This post has not been edited by the GamesBeat staff. Opinions by GamesBeat community writers do not necessarily reflect those of the staff.

We all like to get good value when we buy a game. How many times have you brought home a fresh new title and been absolutely frustrated with it, finishing it in just a few stiff, unenjoyable hours? I know that I have fallen victim to this several times in the past, particularly in the days before the Internet and having dozens of reviews within easy reach. With the release of BioShock Infinite earlier this year, I have seen a lot of discussion (again) about the concept of the length of a game directly relating to its value and price. This is a discussion that has always annoyed me and made me feel like writing something in response.

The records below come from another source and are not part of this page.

use serde::{Deserialize, Serialize};

use crate::service::recognizer::RecognizedFace;

#[derive(Debug, Deserialize)]
pub struct LoginRequest {
    #[serde(default)]
    pub username: String,
    #[serde(default)]
    pub password: String,
}

#[derive(Debug, Serialize)]
pub struct LoginSuccess {
    pub success: bool,
    pub redirect: &'static str,
}

#[derive(Debug, Deserialize)]
pub struct RecognizeFaceRequest {
    /// Base64 frame, optionally as a `data:` URL.
    #[serde(default)]
    pub image: String,
    pub course_id: i64,
}

/// A recognized face as reported to the browser (no bounding box).
#[derive(Debug, Clone, PartialEq, Serialize, Deserialize)]
pub struct RecognizedFaceOut {
    pub user_id: i64,
    pub name: String,
    pub student_id: String,
    pub confidence: f64,
    pub eyes_detected: bool,
    pub timestamp: String,
}

impl From<RecognizedFace> for RecognizedFaceOut {
    fn from(face: RecognizedFace) -> Self {
        Self {
            user_id: face.user_id,
            name: face.name,
            student_id: face.student_id,
            confidence: face.confidence,
            eyes_detected: face.eyes_detected,
            timestamp: face.timestamp,
        }
    }
}

#[derive(Debug, Serialize, Deserialize)]
pub struct RecognizeFaceResponse {
    pub recognized_faces: Vec<RecognizedFaceOut>,
}

#[derive(Debug, Deserialize)]
pub struct ManualAttendanceRequest {
    pub student_id: i64,
    pub course_id: i64,
}

#[derive(Debug, Serialize, Deserialize)]
pub struct ManualAttendanceResponse {
    pub success: bool,
    pub student_name: String,
    pub student_id: Option<String>,
    pub timestamp: String,
}
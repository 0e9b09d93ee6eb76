use crate::db::models::{
    CourseWithCount, DailyRecord, DatePresence, DbCourse, DbStudent, DbUser, ExportRecord, Method,
    StudentCourse, StudentHistoryEntry, StudentOverview,
};
use crate::db::schema::SQLITE_INIT;
use crate::error::AppError;
use sqlx::sqlite::{SqliteConnectOptions, SqlitePoolOptions};
use sqlx::{FromRow, Pool, Row, Sqlite};
use std::str::FromStr;
use subtle::ConstantTimeEq;

pub type SqlitePool = Pool<Sqlite>;

/// Query surface over the attendance database. Cheap to clone.
#[derive(Clone)]
pub struct AttendanceStore {
    pool: SqlitePool,
}

impl AttendanceStore {
    pub fn new(pool: SqlitePool) -> Self {
        Self { pool }
    }

    /// Open (creating the file if needed) a pool for `database_url`.
    pub async fn connect(database_url: &str) -> Result<Self, AppError> {
        let connect_opts = SqliteConnectOptions::from_str(database_url)?.create_if_missing(true);
        let pool = SqlitePoolOptions::new().connect_with(connect_opts).await?;
        Ok(Self::new(pool))
    }

    pub fn pool(&self) -> &SqlitePool {
        &self.pool
    }

    /// Initialize the schema by executing the bundled DDL.
    pub async fn init_schema(&self) -> Result<(), AppError> {
        // sqlx::query runs a single statement at a time
        for stmt in SQLITE_INIT.split(';') {
            let s = stmt.trim();
            if s.is_empty() {
                continue;
            }
            sqlx::query(s).execute(&self.pool).await?;
        }
        Ok(())
    }

    pub async fn user_count(&self) -> Result<i64, AppError> {
        let rec: (i64,) = sqlx::query_as("SELECT COUNT(*) FROM users")
            .fetch_one(&self.pool)
            .await?;
        Ok(rec.0)
    }

    /// Look up a user by username and check the stored plain-text password.
    pub async fn find_user_by_credentials(
        &self,
        username: &str,
        password: &str,
    ) -> Result<Option<DbUser>, AppError> {
        let row = sqlx::query("SELECT id, username, role, name, password FROM users WHERE username = ?")
            .bind(username)
            .fetch_optional(&self.pool)
            .await?;
        let Some(row) = row else {
            return Ok(None);
        };
        let stored: String = row.try_get("password")?;
        if !bool::from(stored.as_bytes().ct_eq(password.as_bytes())) {
            return Ok(None);
        }
        Ok(Some(DbUser::from_row(&row)?))
    }

    /// Fetch a user only if it has the student role.
    pub async fn find_student(&self, id: i64) -> Result<Option<DbStudent>, AppError> {
        let student = sqlx::query_as::<_, DbStudent>(
            "SELECT id, name, student_id, email FROM users WHERE id = ? AND role = 'student'",
        )
        .bind(id)
        .fetch_optional(&self.pool)
        .await?;
        Ok(student)
    }

    /// Insert-or-update the single `present` record for (student, course, date).
    /// One statement against the UNIQUE(student_id, course_id, date) constraint,
    /// so concurrent marks for the same triple cannot produce duplicates.
    pub async fn upsert_attendance(
        &self,
        student_id: i64,
        course_id: i64,
        date: &str,
        time: &str,
        confidence: Option<f64>,
        method: Method,
    ) -> Result<(), AppError> {
        sqlx::query(
            r#"
            INSERT INTO attendance (
                student_id, course_id, date, status, timestamp, recognized_confidence, method
            ) VALUES (?, ?, ?, 'present', ?, ?, ?)
            ON CONFLICT(student_id, course_id, date) DO UPDATE SET
                status='present',
                timestamp=excluded.timestamp,
                recognized_confidence=excluded.recognized_confidence,
                method=excluded.method
            "#,
        )
        .bind(student_id)
        .bind(course_id)
        .bind(date)
        .bind(time)
        .bind(confidence)
        .bind(method.as_str())
        .execute(&self.pool)
        .await?;
        Ok(())
    }

    pub async fn count_enrolled(&self, course_id: i64) -> Result<i64, AppError> {
        let rec: (i64,) = sqlx::query_as("SELECT COUNT(*) FROM enrollments WHERE course_id = ?")
            .bind(course_id)
            .fetch_one(&self.pool)
            .await?;
        Ok(rec.0)
    }

    /// Distinct students marked present in `course_id` on `date`.
    pub async fn count_present_on(&self, course_id: i64, date: &str) -> Result<i64, AppError> {
        let rec: (i64,) = sqlx::query_as(
            r#"SELECT COUNT(DISTINCT student_id) FROM attendance
               WHERE course_id = ? AND date = ? AND status = 'present'"#,
        )
        .bind(course_id)
        .bind(date)
        .fetch_one(&self.pool)
        .await?;
        Ok(rec.0)
    }

    pub async fn daily_records(
        &self,
        course_id: i64,
        date: &str,
    ) -> Result<Vec<DailyRecord>, AppError> {
        let rows = sqlx::query_as::<_, DailyRecord>(
            r#"SELECT u.name AS student_name, u.student_id, a.status, a.timestamp,
                      a.recognized_confidence AS confidence, a.method
               FROM attendance a
               JOIN users u ON a.student_id = u.id
               WHERE a.course_id = ? AND a.date = ?
               ORDER BY u.name"#,
        )
        .bind(course_id)
        .bind(date)
        .fetch_all(&self.pool)
        .await?;
        Ok(rows)
    }

    /// Courses owned by an instructor, newest first, with enrolled counts.
    pub async fn instructor_courses(
        &self,
        instructor_id: i64,
    ) -> Result<Vec<CourseWithCount>, AppError> {
        let rows = sqlx::query_as::<_, CourseWithCount>(
            r#"SELECT c.id, c.code, c.name, c.schedule, c.room,
                      COUNT(DISTINCT e.student_id) AS student_count
               FROM courses c
               LEFT JOIN enrollments e ON c.id = e.course_id
               WHERE c.instructor_id = ?
               GROUP BY c.id
               ORDER BY c.created_at DESC, c.id DESC"#,
        )
        .bind(instructor_id)
        .fetch_all(&self.pool)
        .await?;
        Ok(rows)
    }

    /// The course, only if `instructor_id` owns it.
    pub async fn find_owned_course(
        &self,
        course_id: i64,
        instructor_id: i64,
    ) -> Result<Option<DbCourse>, AppError> {
        let course = sqlx::query_as::<_, DbCourse>(
            r#"SELECT id, code, name, instructor_id, schedule, room
               FROM courses WHERE id = ? AND instructor_id = ?"#,
        )
        .bind(course_id)
        .bind(instructor_id)
        .fetch_optional(&self.pool)
        .await?;
        Ok(course)
    }

    /// Distinct students enrolled in any of the instructor's courses.
    pub async fn instructor_student_total(&self, instructor_id: i64) -> Result<i64, AppError> {
        let rec: (i64,) = sqlx::query_as(
            r#"SELECT COUNT(DISTINCT student_id) FROM enrollments
               WHERE course_id IN (SELECT id FROM courses WHERE instructor_id = ?)"#,
        )
        .bind(instructor_id)
        .fetch_one(&self.pool)
        .await?;
        Ok(rec.0)
    }

    /// Distinct students with a record on `date` in any of the instructor's courses.
    pub async fn instructor_attendance_on(
        &self,
        instructor_id: i64,
        date: &str,
    ) -> Result<i64, AppError> {
        let rec: (i64,) = sqlx::query_as(
            r#"SELECT COUNT(DISTINCT student_id) FROM attendance
               WHERE date = ? AND course_id IN (
                   SELECT id FROM courses WHERE instructor_id = ?
               )"#,
        )
        .bind(date)
        .bind(instructor_id)
        .fetch_one(&self.pool)
        .await?;
        Ok(rec.0)
    }

    pub async fn instructor_students(
        &self,
        instructor_id: i64,
    ) -> Result<Vec<StudentOverview>, AppError> {
        let rows = sqlx::query_as::<_, StudentOverview>(
            r#"SELECT u.id, u.name, u.student_id, u.email, u.phone,
                      GROUP_CONCAT(c.name, ', ') AS courses,
                      COUNT(DISTINCT c.id) AS course_count
               FROM users u
               JOIN enrollments e ON u.id = e.student_id
               JOIN courses c ON e.course_id = c.id
               WHERE u.role = 'student' AND c.instructor_id = ?
               GROUP BY u.id
               ORDER BY u.name"#,
        )
        .bind(instructor_id)
        .fetch_all(&self.pool)
        .await?;
        Ok(rows)
    }

    pub async fn course_students(&self, course_id: i64) -> Result<Vec<DbStudent>, AppError> {
        let rows = sqlx::query_as::<_, DbStudent>(
            r#"SELECT u.id, u.name, u.student_id, u.email
               FROM users u
               JOIN enrollments e ON u.id = e.student_id
               WHERE e.course_id = ? AND u.role = 'student'
               ORDER BY u.name"#,
        )
        .bind(course_id)
        .fetch_all(&self.pool)
        .await?;
        Ok(rows)
    }

    pub async fn present_student_ids(
        &self,
        course_id: i64,
        date: &str,
    ) -> Result<Vec<i64>, AppError> {
        let rows: Vec<(i64,)> = sqlx::query_as(
            r#"SELECT student_id FROM attendance
               WHERE course_id = ? AND date = ? AND status = 'present'"#,
        )
        .bind(course_id)
        .bind(date)
        .fetch_all(&self.pool)
        .await?;
        Ok(rows.into_iter().map(|r| r.0).collect())
    }

    /// Present counts per recorded date, newest first.
    pub async fn presence_by_date(
        &self,
        course_id: i64,
        limit: i64,
    ) -> Result<Vec<DatePresence>, AppError> {
        let rows = sqlx::query_as::<_, DatePresence>(
            r#"SELECT date, COUNT(DISTINCT student_id) AS present_count
               FROM attendance
               WHERE course_id = ?
               GROUP BY date
               ORDER BY date DESC
               LIMIT ?"#,
        )
        .bind(course_id)
        .bind(limit)
        .fetch_all(&self.pool)
        .await?;
        Ok(rows)
    }

    pub async fn student_courses(
        &self,
        student_id: i64,
        date: &str,
    ) -> Result<Vec<StudentCourse>, AppError> {
        let rows = sqlx::query_as::<_, StudentCourse>(
            r#"SELECT c.id, c.code, c.name, c.schedule, c.room,
                      (SELECT status FROM attendance
                       WHERE student_id = ? AND course_id = c.id AND date = ?) AS status
               FROM courses c
               JOIN enrollments e ON c.id = e.course_id
               WHERE e.student_id = ?
               ORDER BY c.name"#,
        )
        .bind(student_id)
        .bind(date)
        .bind(student_id)
        .fetch_all(&self.pool)
        .await?;
        Ok(rows)
    }

    /// The course, only if `student_id` is enrolled in it.
    pub async fn find_enrolled_course(
        &self,
        student_id: i64,
        course_id: i64,
    ) -> Result<Option<DbCourse>, AppError> {
        let course = sqlx::query_as::<_, DbCourse>(
            r#"SELECT c.id, c.code, c.name, c.instructor_id, c.schedule, c.room
               FROM enrollments e
               JOIN courses c ON e.course_id = c.id
               WHERE e.student_id = ? AND e.course_id = ?"#,
        )
        .bind(student_id)
        .bind(course_id)
        .fetch_optional(&self.pool)
        .await?;
        Ok(course)
    }

    pub async fn student_history(
        &self,
        student_id: i64,
        course_id: i64,
        limit: i64,
    ) -> Result<Vec<StudentHistoryEntry>, AppError> {
        let rows = sqlx::query_as::<_, StudentHistoryEntry>(
            r#"SELECT date, status, timestamp, recognized_confidence AS confidence, method
               FROM attendance
               WHERE student_id = ? AND course_id = ?
               ORDER BY date DESC
               LIMIT ?"#,
        )
        .bind(student_id)
        .bind(course_id)
        .bind(limit)
        .fetch_all(&self.pool)
        .await?;
        Ok(rows)
    }

    pub async fn export_records(&self, course_id: i64) -> Result<Vec<ExportRecord>, AppError> {
        let rows = sqlx::query_as::<_, ExportRecord>(
            r#"SELECT a.date, u.name AS student_name, u.student_id, a.status, a.timestamp,
                      a.method, a.recognized_confidence AS confidence
               FROM attendance a
               JOIN users u ON a.student_id = u.id
               WHERE a.course_id = ?
               ORDER BY a.date DESC, u.name"#,
        )
        .bind(course_id)
        .fetch_all(&self.pool)
        .await?;
        Ok(rows)
    }
}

I understand why this concept exists. In today’s world, with people losing their jobs left and right, money is a tight commodity in some households. Spending $60 on a brand new release that you feel didn’t gave you a worthwhile experience is a constant problem. This is the reason why reviews exist, however, and why most of them tend to have an hour count somewhere in their text. Those people who rush out to the store to purchase something on day one can only blame themselves for buying a stinker or something that isn’t as long as they expected. A few days of patience and research can save a player from blowing hundreds of dollars a year on titles that aren’t quite for them.

Call of Duty: Ghosts

Above: A scene from the upcoming Call of Duty: Ghosts.

Reviews aren’t perfect, though. The real issue with the whole price-versus-length discussion is that each person has his or her own set of ideas on what makes something worth the purchase price. A reviewer might look for different things in an ideal game than a reader. For example, a group of people out there will probably always think that any release without some kind of multiplayer is a rip-off. When you compare the potential longevity of a multiplayer game such as Call of Duty to the 8-10 hours of your average single-player focused offering, it’s not much of a competition. Multiplayer games are obviously the better value for those players. While plenty of role-playing titles out there contain 60-plus hours of gameplay, they still don’t quite match up to the potential longevity of a good multiplayer-centric release. This is an understandable conclusion to make for some value-minded consumers.

To me, the defining characteristic of what makes a game “worth the money” is my level of enjoyment with it. I paid $50 for Portal 2 when it came out and beat it in an evening. Did I regret that it was so short? Maybe a little bit, but the experience I had with the game was great enough that I didn’t care. I played through Journey in about three hours, but it was one of the most powerful experiences I had that year. If it was a couple of hours longer, I might not have thought so highly of it. Journey is so sharp that any more content might have diminished what was so great about it. In my mind, the best games don’t become stale by padding themselves with useless and boring content. I can think of few things worse than a title that takes a fun idea and runs it into the ground by being too long for its own good. Length does not directly relate to quality. Instead, an experience’s length should match its gameplay systems and content.

I’m just going to have to accept the fact that everyone thinks of a title’s value in a different way. While I might have no problem with a $60 game that contains only 5 hours of (amazing) content, some people won’t be satisfied with those numbers. Some players out there have more time on their hands than money, and they need releases that will last for a long time. While I still think calling a game like BioShock Infinite a “poor value” is ridiculous, I am at least beginning to let myself accept other people’s reasons for these beliefs.

After all, we are all looking for different things in our titles, and that is one of the main reasons why gaming is such an interesting form of entertainment.